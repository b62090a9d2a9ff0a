//! The test double: a configurable dispatcher with a call log.
//!
//! A [`Double`] is cheap to clone; clones share configuration and history.
//! Configuration methods take `&self` and return `&Self` so they chain:
//!
//! ```
//! use understudy_core::{Behavior, Double, Fault};
//!
//! let stub: Double<i32, i32> = Double::new("lookup");
//! stub.with_args(42, Behavior::returns(1))
//!     .with_args(1, Behavior::throws(Fault::new("name")));
//!
//! assert!(stub.call(7).unwrap().is_no_value());
//! assert_eq!(stub.call(42).unwrap().into_value(), Some(1));
//! assert!(stub.call(1).is_err());
//! assert_eq!(stub.call_count_with(&42), 1);
//! ```

use crate::behavior::{Behavior, Deferred, Original, Reply, YieldMode};
use crate::call_log::{CallLog, CallRecord, DispatchPath, Outcome, Settlement};
use crate::dispatch::DispatchTable;
use crate::errors::{DoubleError, Fault};
use crate::types::Callback;
use std::sync::{Arc, Mutex, MutexGuard, PoisonError};
use tracing::trace;

struct DoubleState<A, R> {
    table: DispatchTable<A, R>,
    log: CallLog<A, R>,
    original: Option<Original<A, R>>,
    yield_before_settle: bool,
}

/// A spy, stub or fake.
pub struct Double<A, R> {
    name: Arc<str>,
    state: Arc<Mutex<DoubleState<A, R>>>,
}

impl<A, R> Clone for Double<A, R> {
    fn clone(&self) -> Self {
        Self {
            name: Arc::clone(&self.name),
            state: Arc::clone(&self.state),
        }
    }
}

impl<A, R> std::fmt::Debug for Double<A, R> {
    fn fmt(&self, f: &mut std::fmt::Formatter<'_>) -> std::fmt::Result {
        f.debug_struct("Double").field("name", &self.name).finish_non_exhaustive()
    }
}

impl<A, R> Double<A, R>
where
    A: Clone + PartialEq + Send + 'static,
    R: Clone + Send + 'static,
{
    /// Creates an unconfigured double. Calls produce no value until a
    /// behavior is configured.
    pub fn new(name: impl Into<String>) -> Self {
        let name: String = name.into();
        Self {
            name: Arc::from(name),
            state: Arc::new(Mutex::new(DoubleState {
                table: DispatchTable::default(),
                log: CallLog::new(),
                original: None,
                yield_before_settle: true,
            })),
        }
    }

    /// Creates a spy around `original`: calls run it and are recorded.
    pub fn spy_on<F>(name: impl Into<String>, original: F) -> Self
    where
        F: Fn(A) -> R + Send + Sync + 'static,
    {
        let double = Self::new(name);
        {
            let mut state = double.lock();
            state.original = Some(Arc::new(original));
            state.table.default = Some(Behavior::CallsThrough);
        }
        double
    }

    /// Creates a double with a fixed default behavior.
    pub fn with_behavior(name: impl Into<String>, behavior: Behavior<A, R>) -> Self {
        let double = Self::new(name);
        double.behaves(behavior);
        double
    }

    pub fn name(&self) -> &str {
        &self.name
    }

    fn lock(&self) -> MutexGuard<'_, DoubleState<A, R>> {
        // Recorded history stays usable after a panicking fake.
        self.state.lock().unwrap_or_else(PoisonError::into_inner)
    }

    // --- Configuration ---

    /// Sets the default behavior.
    pub fn behaves(&self, behavior: Behavior<A, R>) -> &Self {
        self.lock().table.default = Some(behavior);
        self
    }

    pub fn returns(&self, value: R) -> &Self {
        self.behaves(Behavior::returns(value))
    }

    pub fn throws(&self, fault: Fault) -> &Self {
        self.behaves(Behavior::throws(fault))
    }

    pub fn throws_default(&self) -> &Self {
        self.behaves(Behavior::throws_default())
    }

    pub fn resolves(&self, value: R) -> &Self {
        self.behaves(Behavior::resolves(value))
    }

    pub fn rejects(&self, fault: Fault) -> &Self {
        self.behaves(Behavior::rejects(fault))
    }

    pub fn rejects_default(&self) -> &Self {
        self.behaves(Behavior::rejects_default())
    }

    pub fn calls_fake<F>(&self, fake: F) -> &Self
    where
        F: Fn(A) -> R + Send + Sync + 'static,
    {
        self.behaves(Behavior::calls_fake(fake))
    }

    pub fn calls_fake_fallible<F>(&self, fake: F) -> &Self
    where
        F: Fn(A) -> Result<R, Fault> + Send + Sync + 'static,
    {
        self.behaves(Behavior::calls_fake_fallible(fake))
    }

    pub fn returns_this(&self) -> &Self {
        self.behaves(Behavior::returns_this())
    }

    pub fn yields<Y, F>(&self, callback_at: F, values: Y) -> &Self
    where
        F: Fn(&A) -> Option<Callback<Y>> + Send + Sync + 'static,
        Y: Clone + Send + Sync + 'static,
    {
        self.behaves(Behavior::yields(callback_at, values))
    }

    pub fn yields_async<Y, F>(&self, callback_at: F, values: Y) -> &Self
    where
        F: Fn(&A) -> Option<Callback<Y>> + Send + Sync + 'static,
        Y: Clone + Send + Sync + 'static,
    {
        self.behaves(Behavior::yields_async(callback_at, values))
    }

    pub fn calls_through(&self) -> &Self {
        self.behaves(Behavior::calls_through())
    }

    /// Answers calls whose arguments equal `args` with `behavior`.
    pub fn with_args(&self, args: A, behavior: Behavior<A, R>) -> &Self {
        self.lock().table.conditions.insert_exact(args, behavior);
        self
    }

    /// Answers calls accepted by `test` with `behavior`. Exact entries
    /// registered with [`with_args`](Self::with_args) are consulted first.
    pub fn with_matcher<F>(
        &self,
        label: impl Into<String>,
        test: F,
        behavior: Behavior<A, R>,
    ) -> &Self
    where
        F: Fn(&A) -> bool + Send + Sync + 'static,
    {
        self.lock().table.conditions.insert_predicate(label, test, behavior);
        self
    }

    /// Answers the `index`-th call (0-based) with `behavior`.
    pub fn on_call(&self, index: usize, behavior: Behavior<A, R>) -> &Self {
        self.lock().table.on_call.insert(index, behavior);
        self
    }

    pub fn on_first_call(&self, behavior: Behavior<A, R>) -> &Self {
        self.on_call(0, behavior)
    }

    /// Forgets recorded calls; configuration is kept.
    pub fn reset_history(&self) {
        self.lock().log.clear();
    }

    /// Forgets configuration; recorded calls are kept.
    pub fn reset_behavior(&self) {
        self.lock().table.clear();
    }

    /// Forgets both configuration and history.
    pub fn reset(&self) {
        let mut state = self.lock();
        state.table.clear();
        state.log.clear();
    }

    /// Gives a double installed on a seam access to the seam's implementation.
    pub(crate) fn attach(&self, original: Original<A, R>, yield_before_settle: bool) {
        let mut state = self.lock();
        if state.original.is_none() {
            state.original = Some(original);
        }
        state.yield_before_settle = yield_before_settle;
    }

    // --- Invocation ---

    /// Invokes the double.
    ///
    /// Every call is recorded, whichever path answers it. Configured throws
    /// come back as `Err`; configured rejections come back as a
    /// [`Reply::Deferred`] that fails when awaited.
    pub fn call(&self, args: A) -> Result<Reply<R>, DoubleError> {
        let (slot, path, behavior, original, yield_first) = {
            let mut state = self.lock();
            let call_index = state.log.call_count();
            let (path, behavior) = state.table.select(&args, call_index);
            let slot = state.log.begin(args.clone(), path);
            (slot, path, behavior, state.original.clone(), state.yield_before_settle)
        };

        trace!(
            double = %self.name,
            path = ?path,
            behavior = behavior.as_ref().map(|b| b.kind()).unwrap_or("none"),
            "Dispatching call"
        );

        let (outcome, result) = self.execute(behavior, args, original, yield_first);
        self.lock().log.finish(slot, outcome);
        result
    }

    fn execute(
        &self,
        behavior: Option<Behavior<A, R>>,
        args: A,
        original: Option<Original<A, R>>,
        yield_first: bool,
    ) -> (Outcome<R>, Result<Reply<R>, DoubleError>) {
        let behavior = match behavior {
            Some(behavior) => behavior,
            None => return (Outcome::NoValue, Ok(Reply::NoValue)),
        };

        match behavior {
            Behavior::Returns(value) => (Outcome::Returned(value.clone()), Ok(Reply::Value(value))),
            Behavior::Throws(fault) => {
                (Outcome::Threw(fault.clone()), Err(DoubleError::Thrown(fault)))
            }
            Behavior::Resolves(value) => (
                Outcome::Deferred(Settlement::Resolves(value.clone())),
                Ok(Reply::Deferred(Deferred::resolved(value, yield_first))),
            ),
            Behavior::Rejects(fault) => (
                Outcome::Deferred(Settlement::Rejects(fault.clone())),
                Ok(Reply::Deferred(Deferred::rejected(fault, yield_first))),
            ),
            Behavior::CallsFake(fake) => match fake(args) {
                Ok(value) => (Outcome::Returned(value.clone()), Ok(Reply::Value(value))),
                Err(fault) => (Outcome::Threw(fault.clone()), Err(DoubleError::Thrown(fault))),
            },
            Behavior::ReturnsThis => (Outcome::ReturnedReceiver, Ok(Reply::Receiver)),
            Behavior::Yields(spec) => {
                let Some(invoke) = spec.prepare(&args) else {
                    let fault = Fault::named(
                        "TypeError",
                        format!("{} expected to yield, but no callback was passed", self.name),
                    );
                    return (
                        Outcome::Threw(fault),
                        Err(DoubleError::CallbackMissing {
                            operation: self.name.to_string(),
                        }),
                    );
                };
                match spec.mode() {
                    YieldMode::Immediate => {
                        invoke();
                        (Outcome::NoValue, Ok(Reply::NoValue))
                    }
                    YieldMode::Spawned => match tokio::runtime::Handle::try_current() {
                        Ok(handle) => {
                            handle.spawn(async move { invoke() });
                            (Outcome::NoValue, Ok(Reply::NoValue))
                        }
                        Err(_) => {
                            let fault = Fault::named(
                                "Error",
                                format!("{} cannot yield without a runtime", self.name),
                            );
                            (
                                Outcome::Threw(fault),
                                Err(DoubleError::NoRuntime {
                                    operation: self.name.to_string(),
                                }),
                            )
                        }
                    },
                }
            }
            Behavior::CallsThrough => match original {
                Some(original) => {
                    let value = original(args);
                    (Outcome::Returned(value.clone()), Ok(Reply::Value(value)))
                }
                None => (Outcome::NoValue, Ok(Reply::NoValue)),
            },
        }
    }

    /// A callback that forwards to this double, for passing where a
    /// callback argument is expected.
    pub fn as_callback(&self) -> Callback<A> {
        let double = self.clone();
        Callback::new(move |args| {
            // The callback's caller has no way to observe the reply.
            let _ = double.call(args);
        })
    }

    // --- Call log queries ---

    /// A snapshot of the call log.
    pub fn log(&self) -> CallLog<A, R> {
        self.lock().log.clone()
    }

    pub fn call_count(&self) -> usize {
        self.lock().log.call_count()
    }

    pub fn was_called(&self) -> bool {
        self.lock().log.was_called()
    }

    /// True if the double was called exactly once.
    pub fn was_called_once(&self) -> bool {
        self.lock().log.was_called_once()
    }

    pub fn call_at(&self, index: usize) -> Option<CallRecord<A, R>> {
        self.lock().log.call_at(index).cloned()
    }

    pub fn first_call(&self) -> Option<CallRecord<A, R>> {
        self.lock().log.first_call().cloned()
    }

    pub fn last_call(&self) -> Option<CallRecord<A, R>> {
        self.lock().log.last_call().cloned()
    }

    pub fn all_calls(&self) -> Vec<CallRecord<A, R>> {
        self.lock().log.all_calls().to_vec()
    }

    pub fn was_called_with(&self, args: &A) -> bool {
        self.lock().log.was_called_with(args)
    }

    pub fn call_count_with(&self, args: &A) -> usize {
        self.lock().log.call_count_with(args)
    }

    /// True iff the double was called exactly once, with exactly `args`.
    pub fn was_called_once_with_exactly(&self, args: &A) -> bool {
        self.lock().log.was_called_once_with_exactly(args)
    }

    /// True if this double's first call happened before `other`'s last call.
    /// A called double counts as earlier than one that was never called.
    pub fn was_called_before<B, S>(&self, other: &Double<B, S>) -> bool
    where
        B: Clone + PartialEq + Send + 'static,
        S: Clone + Send + 'static,
    {
        let Some(mine) = self.lock().log.first_sequence() else {
            return false;
        };
        match other.lock().log.last_sequence() {
            Some(theirs) => mine < theirs,
            None => true,
        }
    }

    /// True if this double's last call happened after `other`'s first call.
    pub fn was_called_after<B, S>(&self, other: &Double<B, S>) -> bool
    where
        B: Clone + PartialEq + Send + 'static,
        S: Clone + Send + 'static,
    {
        let Some(mine) = self.lock().log.last_sequence() else {
            return false;
        };
        match other.lock().log.first_sequence() {
            Some(theirs) => mine > theirs,
            None => true,
        }
    }

    /// Paths taken by each recorded call, in order.
    pub fn dispatch_paths(&self) -> Vec<DispatchPath> {
        self.lock().log.all_calls().iter().map(|r| r.path).collect()
    }
}
//! What a doubled operation does when it is invoked.
//!
//! A [`Behavior`] is declarative: it is stored in a double's dispatch table and
//! interpreted by the double on every call. The result of a call is a
//! [`Reply`], which the conforming implementation turns into whatever its
//! trait method returns.

use crate::errors::{DoubleError, Fault};
use crate::types::Callback;
use futures::future::BoxFuture;
use std::fmt;
use std::future::Future;
use std::pin::Pin;
use std::sync::Arc;
use std::task::{Context, Poll};

/// A real implementation of an operation.
pub type Original<A, R> = Arc<dyn Fn(A) -> R + Send + Sync>;

/// A delegate installed with `calls_fake`.
pub type FakeFn<A, R> = Arc<dyn Fn(A) -> Result<R, Fault> + Send + Sync>;

type PrepareYield<A> = Arc<dyn Fn(&A) -> Option<Box<dyn FnOnce() + Send>> + Send + Sync>;

/// When a yielding double invokes its callback.
#[derive(Debug, Clone, Copy, PartialEq, Eq)]
pub enum YieldMode {
    /// Before the double returns.
    Immediate,
    /// On a task spawned onto the current tokio runtime.
    Spawned,
}

/// Invokes the designated callback argument with fixed values.
pub struct YieldSpec<A> {
    prepare: PrepareYield<A>,
    mode: YieldMode,
}

impl<A: 'static> YieldSpec<A> {
    /// Builds a yield from a callback accessor and the values to pass it.
    ///
    /// `callback_at` names the parameter that carries the callback; returning
    /// `None` means the call did not supply one.
    pub fn new<Y, F>(callback_at: F, values: Y, mode: YieldMode) -> Self
    where
        F: Fn(&A) -> Option<Callback<Y>> + Send + Sync + 'static,
        Y: Clone + Send + Sync + 'static,
    {
        let prepare: PrepareYield<A> = Arc::new(move |args: &A| {
            callback_at(args).map(|callback| {
                let values = values.clone();
                Box::new(move || callback.invoke(values)) as Box<dyn FnOnce() + Send>
            })
        });
        Self { prepare, mode }
    }
}

impl<A> YieldSpec<A> {
    pub fn mode(&self) -> YieldMode {
        self.mode
    }

    /// Locates the callback in `args` and binds it to the configured values.
    pub(crate) fn prepare(&self, args: &A) -> Option<Box<dyn FnOnce() + Send>> {
        (self.prepare)(args)
    }
}

impl<A> Clone for YieldSpec<A> {
    fn clone(&self) -> Self {
        Self {
            prepare: Arc::clone(&self.prepare),
            mode: self.mode,
        }
    }
}

/// Declarative description of a doubled operation's behavior.
pub enum Behavior<A, R> {
    /// Return a fixed value.
    Returns(R),
    /// Fail synchronously with the fault.
    Throws(Fault),
    /// Return a deferred result that settles to the value.
    Resolves(R),
    /// Return a deferred result that settles to the fault.
    Rejects(Fault),
    /// Delegate to a function.
    CallsFake(FakeFn<A, R>),
    /// Return the receiver so calls can be chained.
    ReturnsThis,
    /// Invoke a callback argument.
    Yields(YieldSpec<A>),
    /// Run the original implementation. Without one, the call produces no value.
    CallsThrough,
}

impl<A, R> Behavior<A, R> {
    pub fn returns(value: R) -> Self {
        Behavior::Returns(value)
    }

    pub fn throws(fault: Fault) -> Self {
        Behavior::Throws(fault)
    }

    /// Throws a plain `Error` with no message.
    pub fn throws_default() -> Self {
        Behavior::Throws(Fault::default())
    }

    pub fn resolves(value: R) -> Self {
        Behavior::Resolves(value)
    }

    pub fn rejects(fault: Fault) -> Self {
        Behavior::Rejects(fault)
    }

    /// Rejects with a plain `Error` with no message.
    pub fn rejects_default() -> Self {
        Behavior::Rejects(Fault::default())
    }

    /// Delegates to an infallible function.
    pub fn calls_fake<F>(fake: F) -> Self
    where
        F: Fn(A) -> R + Send + Sync + 'static,
        A: 'static,
        R: 'static,
    {
        Behavior::CallsFake(Arc::new(move |args| Ok(fake(args))))
    }

    /// Delegates to a function that may fail.
    pub fn calls_fake_fallible<F>(fake: F) -> Self
    where
        F: Fn(A) -> Result<R, Fault> + Send + Sync + 'static,
    {
        Behavior::CallsFake(Arc::new(fake))
    }

    pub fn returns_this() -> Self {
        Behavior::ReturnsThis
    }

    /// Invokes the callback found by `callback_at` with `values` before returning.
    pub fn yields<Y, F>(callback_at: F, values: Y) -> Self
    where
        F: Fn(&A) -> Option<Callback<Y>> + Send + Sync + 'static,
        Y: Clone + Send + Sync + 'static,
        A: 'static,
    {
        Behavior::Yields(YieldSpec::new(callback_at, values, YieldMode::Immediate))
    }

    /// Invokes the callback found by `callback_at` on a spawned task.
    pub fn yields_async<Y, F>(callback_at: F, values: Y) -> Self
    where
        F: Fn(&A) -> Option<Callback<Y>> + Send + Sync + 'static,
        Y: Clone + Send + Sync + 'static,
        A: 'static,
    {
        Behavior::Yields(YieldSpec::new(callback_at, values, YieldMode::Spawned))
    }

    pub fn calls_through() -> Self {
        Behavior::CallsThrough
    }

    /// Short name used in logs.
    pub fn kind(&self) -> &'static str {
        match self {
            Behavior::Returns(_) => "returns",
            Behavior::Throws(_) => "throws",
            Behavior::Resolves(_) => "resolves",
            Behavior::Rejects(_) => "rejects",
            Behavior::CallsFake(_) => "calls_fake",
            Behavior::ReturnsThis => "returns_this",
            Behavior::Yields(_) => "yields",
            Behavior::CallsThrough => "calls_through",
        }
    }
}

impl<A, R: Clone> Clone for Behavior<A, R> {
    fn clone(&self) -> Self {
        match self {
            Behavior::Returns(value) => Behavior::Returns(value.clone()),
            Behavior::Throws(fault) => Behavior::Throws(fault.clone()),
            Behavior::Resolves(value) => Behavior::Resolves(value.clone()),
            Behavior::Rejects(fault) => Behavior::Rejects(fault.clone()),
            Behavior::CallsFake(fake) => Behavior::CallsFake(Arc::clone(fake)),
            Behavior::ReturnsThis => Behavior::ReturnsThis,
            Behavior::Yields(spec) => Behavior::Yields(spec.clone()),
            Behavior::CallsThrough => Behavior::CallsThrough,
        }
    }
}

impl<A, R: fmt::Debug> fmt::Debug for Behavior<A, R> {
    fn fmt(&self, f: &mut fmt::Formatter<'_>) -> fmt::Result {
        match self {
            Behavior::Returns(value) => f.debug_tuple("Returns").field(value).finish(),
            Behavior::Throws(fault) => f.debug_tuple("Throws").field(fault).finish(),
            Behavior::Resolves(value) => f.debug_tuple("Resolves").field(value).finish(),
            Behavior::Rejects(fault) => f.debug_tuple("Rejects").field(fault).finish(),
            Behavior::Yields(spec) => f.debug_tuple("Yields").field(&spec.mode).finish(),
            other => f.write_str(other.kind()),
        }
    }
}

/// A result that settles asynchronously.
///
/// Returned immediately by `resolves`/`rejects` doubles; the outcome is only
/// observable once the caller awaits it.
pub struct Deferred<R> {
    inner: BoxFuture<'static, Result<R, DoubleError>>,
}

impl<R: Send + 'static> Deferred<R> {
    /// A deferred that settles to `value`.
    pub fn resolved(value: R, yield_first: bool) -> Self {
        Self::settling(Ok(value), yield_first)
    }

    /// A deferred that settles to a rejection carrying `fault`.
    pub fn rejected(fault: Fault, yield_first: bool) -> Self {
        Self::settling(Err(DoubleError::Rejected(fault)), yield_first)
    }

    fn settling(result: Result<R, DoubleError>, yield_first: bool) -> Self {
        let inner = Box::pin(async move {
            if yield_first {
                tokio::task::yield_now().await;
            }
            result
        });
        Self { inner }
    }
}

impl<R> Future for Deferred<R> {
    type Output = Result<R, DoubleError>;

    fn poll(self: Pin<&mut Self>, cx: &mut Context<'_>) -> Poll<Self::Output> {
        self.get_mut().inner.as_mut().poll(cx)
    }
}

impl<R> fmt::Debug for Deferred<R> {
    fn fmt(&self, f: &mut fmt::Formatter<'_>) -> fmt::Result {
        f.write_str("Deferred(..)")
    }
}

/// What a double hands back to its caller.
#[derive(Debug)]
pub enum Reply<R> {
    /// A value, returned synchronously.
    Value(R),
    /// The caller should return its own receiver.
    Receiver,
    /// Nothing was configured for this call.
    NoValue,
    /// A result that settles once awaited.
    Deferred(Deferred<R>),
}

impl<R> Reply<R> {
    /// The synchronous value, if any.
    pub fn into_value(self) -> Option<R> {
        match self {
            Reply::Value(value) => Some(value),
            _ => None,
        }
    }

    /// The synchronous value, or `fallback` for every other reply.
    pub fn value_or(self, fallback: R) -> R {
        self.into_value().unwrap_or(fallback)
    }

    pub fn is_receiver(&self) -> bool {
        matches!(self, Reply::Receiver)
    }

    pub fn is_no_value(&self) -> bool {
        matches!(self, Reply::NoValue)
    }

    /// Awaits a deferred reply. Synchronous values settle immediately;
    /// receivers and missing values settle to `None`.
    pub async fn settle(self) -> Result<Option<R>, DoubleError> {
        match self {
            Reply::Value(value) => Ok(Some(value)),
            Reply::Receiver | Reply::NoValue => Ok(None),
            Reply::Deferred(deferred) => deferred.await.map(Some),
        }
    }
}

#[cfg(test)]
mod tests {
    use super::*;
    use std::sync::Mutex;

    #[tokio::test]
    async fn resolved_deferred_settles_to_value() {
        let deferred = Deferred::resolved(true, true);
        assert!(deferred.await.unwrap());
    }

    #[tokio::test]
    async fn rejected_deferred_settles_to_fault() {
        let deferred: Deferred<bool> = Deferred::rejected(Fault::default(), true);
        match deferred.await {
            Err(DoubleError::Rejected(fault)) => assert_eq!(fault.name, "Error"),
            other => panic!("expected rejection, got {:?}", other),
        }
    }

    #[tokio::test]
    async fn settle_handles_every_reply() {
        assert_eq!(Reply::Value(3).settle().await.unwrap(), Some(3));
        assert_eq!(Reply::<u8>::NoValue.settle().await.unwrap(), None);
        assert_eq!(Reply::<u8>::Receiver.settle().await.unwrap(), None);
        let deferred = Reply::Deferred(Deferred::resolved(7u8, false));
        assert_eq!(deferred.settle().await.unwrap(), Some(7));
    }

    #[test]
    fn yield_spec_binds_callback_to_values() {
        let seen = Arc::new(Mutex::new(Vec::new()));
        let sink = seen.clone();
        let callback = Callback::new(move |v: (&'static str, u8)| sink.lock().unwrap().push(v));

        type Args = (String, Option<Callback<(&'static str, u8)>>);
        let spec: YieldSpec<Args> =
            YieldSpec::new(|args: &Args| args.1.clone(), ("a", 1), YieldMode::Immediate);

        assert!(spec.prepare(&("url".to_string(), None)).is_none());
        let thunk = spec.prepare(&("url".to_string(), Some(callback))).unwrap();
        assert!(seen.lock().unwrap().is_empty());
        thunk();
        assert_eq!(*seen.lock().unwrap(), vec![("a", 1)]);
    }

    #[test]
    fn behaviors_report_their_kind() {
        let behavior: Behavior<(), u8> = Behavior::calls_fake(|_| 1);
        assert_eq!(behavior.kind(), "calls_fake");
        assert_eq!(format!("{:?}", Behavior::<(), u8>::returns(2)), "Returns(2)");
        assert_eq!(format!("{:?}", Behavior::<(), u8>::returns_this()), "returns_this");
    }
}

▶ [Required action]: The exercise is to copy out every line above that has the word "DispatchPath" in it.

▶ [Response to this exercise]:
use crate::call_log::{CallLog, CallRecord, DispatchPath, Outcome, Settlement};
    pub fn dispatch_paths(&self) -> Vec<DispatchPath> {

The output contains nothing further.